The US Department of Justice is objecting to the request of Marcus Bisram’s lawyers to delay an extradition decision until this month-end.
Bisram, 27, a flamboyant New York-based businessman who migrated from Guyana when he was a teenager, is facing the very real prospect of coming back to his birthplace to face a murder charge.
He was arrested on July 4 at a New York beach front property in the Rockaways and has been in custody ever since. He was arrested after the Guyana government made a request for the US Department of Justice to extradite him.
Several persons have been charged for the murder of Faiyaz Narinedatt, a Berbice carpenter, who was allegedly killed and his body dumped on the Corentyne public road to make it look like a hit-and-run.
Bisram, who was hosting a party at a relative, where police ranks and others were present, was alleged to have ordered the beating and dumping of the man’s body.
Bisram’s relatives, including his mother, have been arrested and charged for allegedly attempting to bribe police investigators.
This week, as New York Judge, Peggy Kuo, continued her considerations of the evidence presented to send Bisram back to Guyana, his lawyers requested that the court delay the decision. This was to allow a current High Court motion in Guyana to determine whether there is enough evidence for the murder case in the Magistrates’ Courts to continue.

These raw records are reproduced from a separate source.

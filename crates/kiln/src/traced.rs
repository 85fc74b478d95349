//! Statement tracing.
//!
//! Every statement kiln sends, introspection queries and DDL alike, goes
//! through [`TracedConn`]. Each one runs inside a debug span (`db.execute`
//! or `db.query`) carrying the SQL text, and the span records the row count
//! and duration once the database answers.
//!
//! ```ignore
//! use kiln::ConnectionExt;
//!
//! let conn = pool.get().await?;
//! let rows = conn.traced().query("SELECT relname FROM pg_class", &[]).await?;
//! ```

use std::future::Future;
use std::pin::Pin;
use std::time::Instant;
use tokio_postgres::types::ToSql;
use tokio_postgres::{Error, Row};
use tracing::{Instrument, Span};

type BoxFuture<'a, T> = Pin<Box<dyn Future<Output = Result<T, Error>> + Send + 'a>>;
type Params<'a> = &'a [&'a (dyn ToSql + Sync)];

/// Anything that can run statements: a client, a transaction, or a pooled
/// connection.
pub trait Connection: Send + Sync {
    fn execute<'a>(&'a self, sql: &'a str, params: Params<'a>) -> BoxFuture<'a, u64>;

    fn query<'a>(&'a self, sql: &'a str, params: Params<'a>) -> BoxFuture<'a, Vec<Row>>;
}

macro_rules! forward_connection {
    ($ty:ty, |$this:ident| $client:expr) => {
        impl Connection for $ty {
            fn execute<'a>(&'a self, sql: &'a str, params: Params<'a>) -> BoxFuture<'a, u64> {
                let $this = self;
                Box::pin($client.execute(sql, params))
            }

            fn query<'a>(&'a self, sql: &'a str, params: Params<'a>) -> BoxFuture<'a, Vec<Row>> {
                let $this = self;
                Box::pin($client.query(sql, params))
            }
        }
    };
}

forward_connection!(tokio_postgres::Client, |c| c);
forward_connection!(tokio_postgres::Transaction<'_>, |t| t);
// through the deref, or this would recurse into itself
forward_connection!(deadpool_postgres::Object, |o| {
    let client: &tokio_postgres::Client = o;
    client
});

/// Borrowed connection whose statements are traced.
pub struct TracedConn<'a, C: Connection> {
    conn: &'a C,
}

impl<'a, C: Connection> TracedConn<'a, C> {
    pub fn new(conn: &'a C) -> Self {
        Self { conn }
    }

    /// Run a statement, returning the number of rows affected.
    pub async fn execute(&self, sql: &str, params: Params<'_>) -> Result<u64, Error> {
        let span = tracing::debug_span!(
            "db.execute",
            sql = %sql,
            params = params.len(),
            affected = tracing::field::Empty,
            elapsed_ms = tracing::field::Empty,
        );
        let started = Instant::now();
        let affected = self
            .conn
            .execute(sql, params)
            .instrument(span.clone())
            .await?;
        finish(&span, "affected", affected, started);
        Ok(affected)
    }

    /// Run a query, returning all rows.
    pub async fn query(&self, sql: &str, params: Params<'_>) -> Result<Vec<Row>, Error> {
        let span = tracing::debug_span!(
            "db.query",
            sql = %sql,
            params = params.len(),
            rows = tracing::field::Empty,
            elapsed_ms = tracing::field::Empty,
        );
        let started = Instant::now();
        let rows = self
            .conn
            .query(sql, params)
            .instrument(span.clone())
            .await?;
        finish(&span, "rows", rows.len() as u64, started);
        Ok(rows)
    }
}

fn finish(span: &Span, field: &str, count: u64, started: Instant) {
    span.record(field, count);
    span.record("elapsed_ms", started.elapsed().as_millis() as u64);
}

/// `conn.traced()` for every [`Connection`].
pub trait ConnectionExt: Connection + Sized {
    fn traced(&self) -> TracedConn<'_, Self> {
        TracedConn::new(self)
    }
}

impl<C: Connection> ConnectionExt for C {}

However, the US Department of Justice is objecting to any delays of the decision by Judge Kuo.
Already, Judge Kuo has asked the US government lawyers to have the necessary extradition documents filed, signaling that Bisram is tipped to be sent back.
In its objections filed yesterday, the US government lawyers, made it clear that it is their understanding that murder case is proceeding and there is a motion to dismiss.
“Contrary to the fugitive’s suggestion, the existence of a pending motion to dismiss has no effect on the Court’s probable cause determination. The evidence before the Court consists of sworn eyewitness affidavits describing the fugitive’s commission of the crime.”
The US government contended that the New York court is not charged with determining whether the evidence was properly submitted.
“Although counsel for the fugitive has indicated to the Court that he believes that the credibility of these witnesses may be in doubt, he has offered no evidence whatsoever in support of that view, let alone any evidence tending to “obliterate” the Government of Guyana’s initial probable cause showing.”
Quoting a number of case laws, the lawyers said that the ongoing proceedings in Guyana do not affect the court’s probable cause determination.
“Indeed, courts have certified fugitives as extraditable, even when they are challenging the charges pending against them in the requesting country.”
The US Government said that for the reasons advanced, in prior submissions, and at the October 2, 2017 hearing, the Court should deny the fugitive’s request that it should delay ruling in this matter and should therefore certify the fugitive as extraditable.
The matter is attracting attention as it is not often that the US had sent back one of its citizens to face charges here.
In Guyana, the businessman is represented by attorney-at-law, Sanjeev Datadin.